Exosome Labeling and Uptake

Exosomes were fluorescently labeled using PKH26 membrane dye (Sigma). After that, labeled exosomes were co-cultured with HUVECs for 24 h at 37°C. Later on, exosomes that absorbed by HUVECs were observed by a fluorescence microscope. DAPI (blue) was used to label nuclei.

Cell Counting Kit-8 (CCK-8) Assay

HUVECs (5× 10³ cells) were plated onto 96-well plates overnight. After the treatment, the cells were treated with 10 μL of CCK8 reagent (Dojindo Laboratories) for 20 min. Then, the absorbance values were analyzed by a SpectraMax microtiter plate reader (Molecular Devices) at 450 nm.

Wound Healing Assay

HUVECs were seed onto 6-well plates at a density of 2×10⁵ cells per well. After that, the wounds were made using 200-μL pipette tips in the cell monolayer at 0 h, and the cell monolayers were washed twice with PBS. Later on, DMEM media replaced with fresh serum-free media. Subsequently, the width of the wound area was captured at 0 h and 48 h by a microscope (Olympus).

Transwell Migration Assay

Transwell migration assay was performed using a 24-well transwell chamber (Corning). Briefly, the exosomes-treated HUVECs suspended in serum-free DMEM (200 μL) were seeded onto the upper chamber, and DMEM containing 10% FBS (600 μL) was placed onto the lower chamber. After 24 h of incubation, cells on the lower surface were stained with 1% crystal violet. Then, the migrated cells were observed using a microscope.

Tube Formation Assay

Tube formation assay was performed using a 24-well transwell chamber pre-coated with Matrigel (Corning). Briefly, the exosomes-treated HUVECs (1×10⁵ cells) were plated onto the Matrigel-coated well for 24 h. After that, tube formation was observed using a microscope, and the number of branches was measured using the IPP software.

Luciferase Analysis

The wild-type (wt) or mutant (mut) miR-216b-5p binding sites to SNHG1 or 3ʹ-UTR of JAK2 were separately inserted into the pGL6-miR‐based luciferase reporter vector (Beyotime), then co-transfected with miR-216b-5p mimics and NC mimic into cells. After 48 h of transfection, the luciferase activity was detected using the Dual Luciferase Reporter Assay System (Beyotime).

Animal Study

Female BALB/C nude mice were purchased from the Shanghai Laboratory Animal Center. Totally, 5×10⁶ MDA-MB-231 cells were subcutaneously injected into the left flank of nude mice. When the tumors reached about 200 mm³, animals were randomized into four groups: control, MDA-MB-231 Hypoxia Exo, MDA-MB-231 Hypoxia Exo^siRNA-ctrl and MDA-MB-231 Hypoxia Exo^siSNHG1−3. Mice were intravenously injected with exosomes (50 μg) twice a week.

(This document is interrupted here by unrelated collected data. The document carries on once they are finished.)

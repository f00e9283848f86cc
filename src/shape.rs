use smallvec::SmallVec;
use std::mem::size_of;

pub type Dims = SmallVec<[i64; size_of::<usize>() * 4 / size_of::<i64>()]>;

#[derive(Clone, Copy, Debug, Eq, Hash, Ord, PartialEq, PartialOrd)]
pub enum ElementType {
    Pred,
    S8,
    S16,
    S32,
    S64,
    U8,
    U16,
    U32,
    U64,
    F16,
    BF16,
    F32,
    F64,
    C64,
    C128,
}

impl ElementType {
    pub fn byte_width(self) -> i64 {
        match self {
            ElementType::Pred | ElementType::S8 | ElementType::U8 => 1,
            ElementType::S16 | ElementType::U16 | ElementType::F16 | ElementType::BF16 => 2,
            ElementType::S32 | ElementType::U32 | ElementType::F32 => 4,
            ElementType::S64 | ElementType::U64 | ElementType::F64 | ElementType::C64 => 8,
            ElementType::C128 => 16,
        }
    }
}

pub const DEFAULT_MEMORY_SPACE: i64 = 0;

#[derive(Clone, Debug, Eq, Hash, PartialEq)]
pub struct Layout {
    pub minor_to_major: Dims,
    pub memory_space: i64,
}

impl Layout {
    /// The row-major layout for an array of the given rank.
    pub fn major_to_minor(rank: usize) -> Self {
        Layout {
            minor_to_major: (0..rank as i64).rev().collect(),
            memory_space: DEFAULT_MEMORY_SPACE,
        }
    }

    pub fn in_memory_space(self, memory_space: i64) -> Self {
        Layout {
            memory_space,
            ..self
        }
    }
}

#[derive(Clone, Debug, Eq, Hash, PartialEq)]
pub struct ArrayShape {
    pub element_type: ElementType,
    pub dims: Dims,
    pub layout: Option<Layout>,
}

#[derive(Clone, Debug, Eq, Hash, PartialEq)]
pub enum Shape {
    Array(ArrayShape),
    Tuple(Vec<Shape>),
    Token,
}

impl Shape {
    /// An array shape with the default row-major layout.
    pub fn array(element_type: ElementType, dims: &[i64]) -> Self {
        Shape::Array(ArrayShape {
            element_type,
            dims: Dims::from_slice(dims),
            layout: Some(Layout::major_to_minor(dims.len())),
        })
    }

    /// An array shape that has not been assigned a layout yet.
    pub fn array_without_layout(element_type: ElementType, dims: &[i64]) -> Self {
        Shape::Array(ArrayShape {
            element_type,
            dims: Dims::from_slice(dims),
            layout: None,
        })
    }

    pub fn scalar(element_type: ElementType) -> Self {
        Shape::array(element_type, &[])
    }

    pub fn tuple(elements: impl IntoIterator<Item = Shape>) -> Self {
        Shape::Tuple(elements.into_iter().collect())
    }

    pub fn with_memory_space(self, memory_space: i64) -> Self {
        match self {
            Shape::Array(ArrayShape {
                element_type,
                dims,
                layout,
            }) => {
                let layout = layout
                    .unwrap_or_else(|| Layout::major_to_minor(dims.len()))
                    .in_memory_space(memory_space);
                Shape::Array(ArrayShape {
                    element_type,
                    dims,
                    layout: Some(layout),
                })
            }
            other => other,
        }
    }

    pub fn is_array(&self) -> bool {
        matches!(self, Shape::Array(_))
    }

    pub fn is_tuple(&self) -> bool {
        matches!(self, Shape::Tuple(_))
    }

    pub fn dims(&self) -> &[i64] {
        match self {
            Shape::Array(array) => &array.dims,
            _ => &[],
        }
    }

    pub fn rank(&self) -> usize {
        self.dims().len()
    }

    pub fn dim(&self, dim: usize) -> Option<i64> {
        self.dims().get(dim).copied()
    }

    /// Number of elements in an array shape, or `None` if it does not fit in an `i64`. Tuples and
    /// tokens have none of their own.
    pub fn checked_element_count(&self) -> Option<i64> {
        match self {
            Shape::Array(array) => array
                .dims
                .iter()
                .try_fold(1i64, |count, &dim| count.checked_mul(dim)),
            _ => Some(0),
        }
    }

    /// Like `checked_element_count`, but saturating at `i64::MAX`.
    pub fn element_count(&self) -> i64 {
        self.checked_element_count().unwrap_or(i64::MAX)
    }

    pub fn has_layout(&self) -> bool {
        match self {
            Shape::Array(array) => array.layout.is_some(),
            Shape::Tuple(elements) => elements.iter().all(Shape::has_layout),
            Shape::Token => true,
        }
    }

    pub fn memory_space(&self) -> Option<i64> {
        match self {
            Shape::Array(ArrayShape {
                layout: Some(layout),
                ..
            }) => Some(layout.memory_space),
            _ => None,
        }
    }

    pub fn tuple_element(&self, index: usize) -> Option<&Shape> {
        match self {
            Shape::Tuple(elements) => elements.get(index),
            _ => None,
        }
    }

    pub fn subshape(&self, index: &ShapeIndex) -> Option<&Shape> {
        index
            .iter()
            .try_fold(self, |shape, &i| shape.tuple_element(i))
    }

    /// Every array shape nested in this one, paired with its position. A non-tuple shape is its
    /// own single leaf at the empty index.
    pub fn leaf_shapes(&self) -> Vec<(ShapeIndex, &Shape)> {
        fn walk<'a>(
            shape: &'a Shape,
            index: &mut ShapeIndex,
            out: &mut Vec<(ShapeIndex, &'a Shape)>,
        ) {
            match shape {
                Shape::Tuple(elements) => {
                    for (i, element) in elements.iter().enumerate() {
                        index.0.push(i);
                        walk(element, index, out);
                        index.0.pop();
                    }
                }
                _ => out.push((index.clone(), shape)),
            }
        }

        let mut out = Vec::new();
        walk(self, &mut ShapeIndex::default(), &mut out);
        out
    }
}

impl std::fmt::Display for Shape {
    fn fmt(&self, f: &mut std::fmt::Formatter<'_>) -> std::fmt::Result {
        match self {
            Shape::Array(array) => {
                write!(f, "{:?}[", array.element_type)?;
                for (i, dim) in array.dims.iter().enumerate() {
                    if i > 0 {
                        f.write_str(",")?;
                    }
                    write!(f, "{}", dim)?;
                }
                f.write_str("]")
            }
            Shape::Tuple(elements) => {
                f.write_str("(")?;
                for (i, element) in elements.iter().enumerate() {
                    if i > 0 {
                        f.write_str(", ")?;
                    }
                    write!(f, "{}", element)?;
                }
                f.write_str(")")
            }
            Shape::Token => f.write_str("token[]"),
        }
    }
}

/// Position of a subshape within a (possibly nested) tuple shape.
#[derive(Clone, Debug, Default, Eq, Hash, Ord, PartialEq, PartialOrd)]
pub struct ShapeIndex(SmallVec<[usize; 2]>);

impl ShapeIndex {
    pub fn new(indices: &[usize]) -> Self {
        ShapeIndex(SmallVec::from_slice(indices))
    }

    pub fn is_empty(&self) -> bool {
        self.0.is_empty()
    }

    pub fn len(&self) -> usize {
        self.0.len()
    }

    pub fn iter(&self) -> impl Iterator<Item = &usize> {
        self.0.iter()
    }
}

impl std::fmt::Display for ShapeIndex {
    fn fmt(&self, f: &mut std::fmt::Formatter<'_>) -> std::fmt::Result {
        f.write_str("{")?;
        for (i, idx) in self.0.iter().enumerate() {
            if i > 0 {
                f.write_str(",")?;
            }
            write!(f, "{}", idx)?;
        }
        f.write_str("}")
    }
}

pub type ShapeSizeFn = std::sync::Arc<dyn Fn(&Shape) -> i64 + Send + Sync>;

/// Size in bytes of the top-level buffer of a shape when stored densely: arrays hold their
/// elements, tuples hold a table of pointers to their elements, and tokens occupy nothing.
pub fn dense_byte_size(shape: &Shape, pointer_size: i64) -> i64 {
    match shape {
        Shape::Array(array) => array
            .element_type
            .byte_width()
            .saturating_mul(shape.element_count()),
        Shape::Tuple(elements) => pointer_size * elements.len() as i64,
        Shape::Token => 0,
    }
}

pub fn byte_size_fn(pointer_size: i64) -> ShapeSizeFn {
    std::sync::Arc::new(move |shape| dense_byte_size(shape, pointer_size))
}

#[cfg(test)]
mod tests {
    use super::*;

    #[test]
    fn dense_sizes() {
        let f32s = Shape::array(ElementType::F32, &[2, 3]);
        assert_eq!(dense_byte_size(&f32s, 8), 24);
        let pair = Shape::tuple([f32s.clone(), Shape::scalar(ElementType::S8)]);
        assert_eq!(dense_byte_size(&pair, 8), 16);
        assert_eq!(dense_byte_size(&Shape::Token, 8), 0);
    }

    #[test]
    fn huge_shapes_do_not_wrap() {
        let huge = Shape::array(ElementType::F32, &[1 << 32, 1 << 32]);
        assert_eq!(huge.checked_element_count(), None);
        assert_eq!(huge.element_count(), i64::MAX);
        assert_eq!(dense_byte_size(&huge, 8), i64::MAX);
        let big = Shape::array(ElementType::F32, &[1 << 30, 4]);
        assert_eq!(big.checked_element_count(), Some(1 << 32));
    }

    #[test]
    fn leaves_of_nested_tuple() {
        let inner = Shape::tuple([
            Shape::scalar(ElementType::F32),
            Shape::array(ElementType::S32, &[4]),
        ]);
        let outer = Shape::tuple([Shape::array(ElementType::F16, &[2]), inner]);
        let leaves: Vec<String> = outer
            .leaf_shapes()
            .into_iter()
            .map(|(index, shape)| format!("{} {}", index, shape))
            .collect();
        assert_eq!(leaves, ["{0} F16[2]", "{1,0} F32[]", "{1,1} S32[4]"]);
        assert_eq!(
            outer.subshape(&ShapeIndex::new(&[1, 1])),
            Some(&Shape::array(ElementType::S32, &[4]))
        );
        assert_eq!(outer.subshape(&ShapeIndex::new(&[0, 0])), None);
    }

    #[test]
    fn layouts() {
        assert!(Shape::array(ElementType::F32, &[3]).has_layout());
        let bare = Shape::array_without_layout(ElementType::F32, &[3]);
        assert!(!bare.has_layout());
        assert!(!Shape::tuple([bare.clone()]).has_layout());
        assert_eq!(bare.with_memory_space(1).memory_space(), Some(1));
    }
}
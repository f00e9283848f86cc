//! The default cost of each kind of instruction.
//!
//! Every handler starts from the record preprocessing built: no arithmetic, and each operand and
//! the result touched once in full. A handler only states where its instruction differs.

use std::collections::HashMap;

use super::{Visit, VisitContext};
use crate::error::Result;
use crate::formulas::{self, FMA_FLOPS};
use crate::ir::{InstrId, Opcode};
use crate::properties::{KeyRule, KeySchema, BYTES_ACCESSED, FLOPS, TRANSCENDENTALS};
use crate::shape::{Shape, ShapeIndex};

pub type Handler = fn(&Visit<'_>, &mut VisitContext) -> Result<()>;

/// FLOPs of a convolution from its input, kernel, and result shapes.
pub type ConvolutionFlops = fn(&Visit<'_>, &Shape, &Shape, &Shape) -> Result<i64>;

/// Fills in per-operand utilization of a fusion once its memory traffic is known.
pub type FusionUtilizations = fn(&Visit<'_>, &mut VisitContext) -> Result<()>;

/// The rules which turn an instruction into properties. Backends tune the defaults through the
/// builder methods; nested analyses of called computations reuse the same model.
#[derive(Clone)]
pub struct CostModel {
    overrides: HashMap<Opcode, Handler>,
    convolution_flops: ConvolutionFlops,
    fusion_utilizations: FusionUtilizations,
    input_reuse_is_inefficient: bool,
    schema: KeySchema,
}

impl Default for CostModel {
    fn default() -> Self {
        CostModel {
            overrides: HashMap::new(),
            convolution_flops: default_convolution_flops,
            fusion_utilizations: default_fusion_utilizations,
            input_reuse_is_inefficient: false,
            schema: KeySchema::default(),
        }
    }
}

impl std::fmt::Debug for CostModel {
    fn fmt(&self, f: &mut std::fmt::Formatter<'_>) -> std::fmt::Result {
        let mut overridden: Vec<&Opcode> = self.overrides.keys().collect();
        overridden.sort();
        f.debug_struct("CostModel")
            .field("overrides", &overridden)
            .field("input_reuse_is_inefficient", &self.input_reuse_is_inefficient)
            .field("schema", &self.schema)
            .finish_non_exhaustive()
    }
}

The nude mice were sacrificed on day 21, the tumor tissues were removed completely. Then, tumor volume and weight were measured. All animal experiments were approved by the Ethics Committee of the Qilu Hospital of Shandong University, and animals were maintained following the institutional guidelines. In addition, the National Institutes of Health guide for the care and use of laboratory animals was followed.

Statistical Analyses

Data are expressed as the mean ± standard deviation (SD). All statistical analyses were performed using GraphPad Prism software. Group comparisons were analyzed by one-way analysis of variance (ANOVA) and Tukey’s tests. Differences between two groups were analyzed by two-tailed Student’s t-test. The differences were considered significant at *P < 0.05. All data were repeated in triplicate.

Results

SNHG1 is Upregulated in Hypoxic Breast Cancer Cell-Derived Exosomes

LncRNAs have been found to be participated in hypoxia signaling, thus contributing to tumor progression.²⁵ As shown in Figure 1A, the expression of HIF-1α was markedly increased in breast cancer cells under hypoxia (1% O₂), compared to cells cultured in normoxia. Moreover, the level of SNHG1 was significantly upregulated in breast cancer cells cultured under hypoxia comparing with that cultured under normoxia (Figure 1B and C). Next, exosomes were isolated from the medium of breast cancer cells cultured under normoxia or under hypoxia. As indicated in Figure 1D and E, the isolated extracellular vesicles from MDA-MB-231 and MCF-7 cells were typical rounded, lipid bilayer membrane-encapsulated particles and had the characteristic size of exosomes (40 to 100 nm in diameter). It has been shown that hypoxia could promote tumor cells to release more exosomes.²⁶ Consistently, the concentration of exosomes harvested from hypoxic MDA-MB-231 cells was significantly higher than that from normoxic MDA-MB-231 cells (Figure 1E). Moreover, the level of SNHG1 was increased in exosomes derived from hypoxic breast cancer cells compared with that derived normoxic breast cancer cells (Figure 1F and G). These data showed that SNHG1 is upregulated in exosomes derived from hypoxic breast cancer cells.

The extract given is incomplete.